> **DIRECTIONS**
Below are the entries; count how many lines contain the word "while" and reply with that number alone.

***** RECORDS SHOWN *****

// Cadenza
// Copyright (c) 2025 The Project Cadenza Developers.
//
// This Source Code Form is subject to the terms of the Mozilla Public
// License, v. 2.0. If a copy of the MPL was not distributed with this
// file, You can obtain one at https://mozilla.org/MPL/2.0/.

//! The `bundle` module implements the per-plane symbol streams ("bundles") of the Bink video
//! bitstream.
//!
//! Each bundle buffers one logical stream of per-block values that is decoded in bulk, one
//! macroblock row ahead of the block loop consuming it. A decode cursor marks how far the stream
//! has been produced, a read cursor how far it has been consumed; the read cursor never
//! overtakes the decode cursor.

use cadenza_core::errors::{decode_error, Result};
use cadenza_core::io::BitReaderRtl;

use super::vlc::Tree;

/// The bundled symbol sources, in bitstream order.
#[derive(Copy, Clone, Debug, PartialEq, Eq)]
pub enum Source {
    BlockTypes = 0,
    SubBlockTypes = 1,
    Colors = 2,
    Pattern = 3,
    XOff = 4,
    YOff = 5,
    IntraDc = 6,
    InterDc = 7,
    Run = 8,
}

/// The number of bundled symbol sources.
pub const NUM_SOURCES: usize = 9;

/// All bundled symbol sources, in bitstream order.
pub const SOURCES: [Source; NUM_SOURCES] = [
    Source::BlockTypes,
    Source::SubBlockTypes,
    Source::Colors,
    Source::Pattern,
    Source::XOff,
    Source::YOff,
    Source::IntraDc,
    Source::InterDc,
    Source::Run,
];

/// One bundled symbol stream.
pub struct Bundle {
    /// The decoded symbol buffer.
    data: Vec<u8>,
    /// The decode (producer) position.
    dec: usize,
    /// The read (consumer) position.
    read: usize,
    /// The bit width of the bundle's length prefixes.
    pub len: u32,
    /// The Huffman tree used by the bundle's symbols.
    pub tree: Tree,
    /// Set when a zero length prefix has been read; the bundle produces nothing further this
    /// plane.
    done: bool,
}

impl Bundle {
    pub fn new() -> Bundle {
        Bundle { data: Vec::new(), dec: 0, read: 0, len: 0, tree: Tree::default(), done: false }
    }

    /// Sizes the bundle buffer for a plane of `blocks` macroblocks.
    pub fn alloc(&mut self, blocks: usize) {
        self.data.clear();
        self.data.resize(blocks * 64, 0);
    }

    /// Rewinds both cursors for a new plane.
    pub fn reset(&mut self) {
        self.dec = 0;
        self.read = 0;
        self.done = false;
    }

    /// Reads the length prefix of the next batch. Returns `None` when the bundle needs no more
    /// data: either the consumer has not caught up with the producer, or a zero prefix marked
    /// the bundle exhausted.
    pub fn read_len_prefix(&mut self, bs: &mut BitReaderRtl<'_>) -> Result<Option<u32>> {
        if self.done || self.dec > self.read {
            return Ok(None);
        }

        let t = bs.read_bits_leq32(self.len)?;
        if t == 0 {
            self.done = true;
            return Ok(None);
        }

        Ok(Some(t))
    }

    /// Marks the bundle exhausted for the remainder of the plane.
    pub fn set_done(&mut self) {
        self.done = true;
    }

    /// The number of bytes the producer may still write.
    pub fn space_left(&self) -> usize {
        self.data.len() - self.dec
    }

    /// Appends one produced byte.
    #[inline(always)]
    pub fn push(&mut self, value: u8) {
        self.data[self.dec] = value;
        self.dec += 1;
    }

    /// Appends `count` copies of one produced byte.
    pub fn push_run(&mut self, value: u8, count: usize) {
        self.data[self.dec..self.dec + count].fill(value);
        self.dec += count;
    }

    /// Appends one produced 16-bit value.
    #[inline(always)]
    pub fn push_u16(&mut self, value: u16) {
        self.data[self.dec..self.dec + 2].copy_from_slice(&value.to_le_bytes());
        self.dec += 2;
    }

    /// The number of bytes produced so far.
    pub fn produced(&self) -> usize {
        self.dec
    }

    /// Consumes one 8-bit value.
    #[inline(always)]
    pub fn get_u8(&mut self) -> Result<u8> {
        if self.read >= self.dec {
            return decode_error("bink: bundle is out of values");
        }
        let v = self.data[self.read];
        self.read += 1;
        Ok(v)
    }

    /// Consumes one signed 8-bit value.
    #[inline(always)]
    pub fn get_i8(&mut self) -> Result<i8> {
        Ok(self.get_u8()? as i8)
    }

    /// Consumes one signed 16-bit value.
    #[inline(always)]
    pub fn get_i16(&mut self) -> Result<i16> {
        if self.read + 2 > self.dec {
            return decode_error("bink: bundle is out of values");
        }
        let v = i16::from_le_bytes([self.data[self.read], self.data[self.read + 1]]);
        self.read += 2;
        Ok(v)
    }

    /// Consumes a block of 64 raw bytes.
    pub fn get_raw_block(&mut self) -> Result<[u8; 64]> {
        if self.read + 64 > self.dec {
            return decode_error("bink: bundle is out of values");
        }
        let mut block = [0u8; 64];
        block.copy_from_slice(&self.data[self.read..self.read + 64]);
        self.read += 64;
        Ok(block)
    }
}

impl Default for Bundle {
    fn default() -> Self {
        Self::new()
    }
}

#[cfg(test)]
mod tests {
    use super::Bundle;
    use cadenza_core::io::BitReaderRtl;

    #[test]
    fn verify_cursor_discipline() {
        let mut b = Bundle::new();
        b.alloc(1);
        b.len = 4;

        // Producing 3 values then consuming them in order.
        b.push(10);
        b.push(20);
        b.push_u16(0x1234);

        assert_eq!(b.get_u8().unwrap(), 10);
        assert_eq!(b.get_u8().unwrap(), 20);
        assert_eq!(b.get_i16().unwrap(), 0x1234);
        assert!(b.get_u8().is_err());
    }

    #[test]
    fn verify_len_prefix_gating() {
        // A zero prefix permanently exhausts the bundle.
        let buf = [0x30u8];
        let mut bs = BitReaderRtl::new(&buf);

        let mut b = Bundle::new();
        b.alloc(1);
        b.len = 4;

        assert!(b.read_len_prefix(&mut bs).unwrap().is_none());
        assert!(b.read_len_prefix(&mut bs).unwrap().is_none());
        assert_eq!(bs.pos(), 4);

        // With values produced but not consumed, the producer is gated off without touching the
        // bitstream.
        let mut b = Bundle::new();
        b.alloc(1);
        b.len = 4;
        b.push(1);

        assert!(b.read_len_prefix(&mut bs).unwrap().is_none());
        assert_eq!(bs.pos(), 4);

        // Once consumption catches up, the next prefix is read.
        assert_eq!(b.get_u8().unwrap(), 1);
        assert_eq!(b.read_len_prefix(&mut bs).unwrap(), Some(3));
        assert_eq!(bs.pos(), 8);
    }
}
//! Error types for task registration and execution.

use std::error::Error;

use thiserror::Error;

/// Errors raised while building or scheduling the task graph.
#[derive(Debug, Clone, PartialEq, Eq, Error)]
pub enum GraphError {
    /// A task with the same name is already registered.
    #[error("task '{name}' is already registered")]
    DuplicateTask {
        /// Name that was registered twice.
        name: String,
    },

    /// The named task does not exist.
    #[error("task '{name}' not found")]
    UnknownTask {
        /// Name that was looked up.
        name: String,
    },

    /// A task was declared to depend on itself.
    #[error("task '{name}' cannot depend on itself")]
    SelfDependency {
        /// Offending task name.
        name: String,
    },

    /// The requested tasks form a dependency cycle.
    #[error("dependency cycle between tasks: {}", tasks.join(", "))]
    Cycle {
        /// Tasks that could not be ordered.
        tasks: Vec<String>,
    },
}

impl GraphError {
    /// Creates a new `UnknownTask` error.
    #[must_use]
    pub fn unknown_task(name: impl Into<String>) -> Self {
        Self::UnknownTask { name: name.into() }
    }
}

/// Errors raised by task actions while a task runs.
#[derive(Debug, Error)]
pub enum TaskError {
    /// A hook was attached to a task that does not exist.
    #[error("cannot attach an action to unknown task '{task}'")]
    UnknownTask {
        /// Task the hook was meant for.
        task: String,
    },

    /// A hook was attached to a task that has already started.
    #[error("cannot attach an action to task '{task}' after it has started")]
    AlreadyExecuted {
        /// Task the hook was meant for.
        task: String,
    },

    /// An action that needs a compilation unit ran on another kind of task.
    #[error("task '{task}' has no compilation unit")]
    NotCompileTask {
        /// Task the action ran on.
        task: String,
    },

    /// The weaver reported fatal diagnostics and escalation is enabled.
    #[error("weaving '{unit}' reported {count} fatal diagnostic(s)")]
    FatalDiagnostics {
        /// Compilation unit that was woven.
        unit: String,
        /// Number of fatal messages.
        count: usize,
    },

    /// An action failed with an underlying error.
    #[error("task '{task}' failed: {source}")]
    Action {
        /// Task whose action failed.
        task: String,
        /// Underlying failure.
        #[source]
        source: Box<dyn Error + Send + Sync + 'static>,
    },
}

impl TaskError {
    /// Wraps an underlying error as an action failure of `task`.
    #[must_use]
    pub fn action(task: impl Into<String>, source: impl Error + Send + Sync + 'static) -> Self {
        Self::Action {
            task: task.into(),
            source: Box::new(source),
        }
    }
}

*****

> **RESULT OF THIS EXERCISE**
2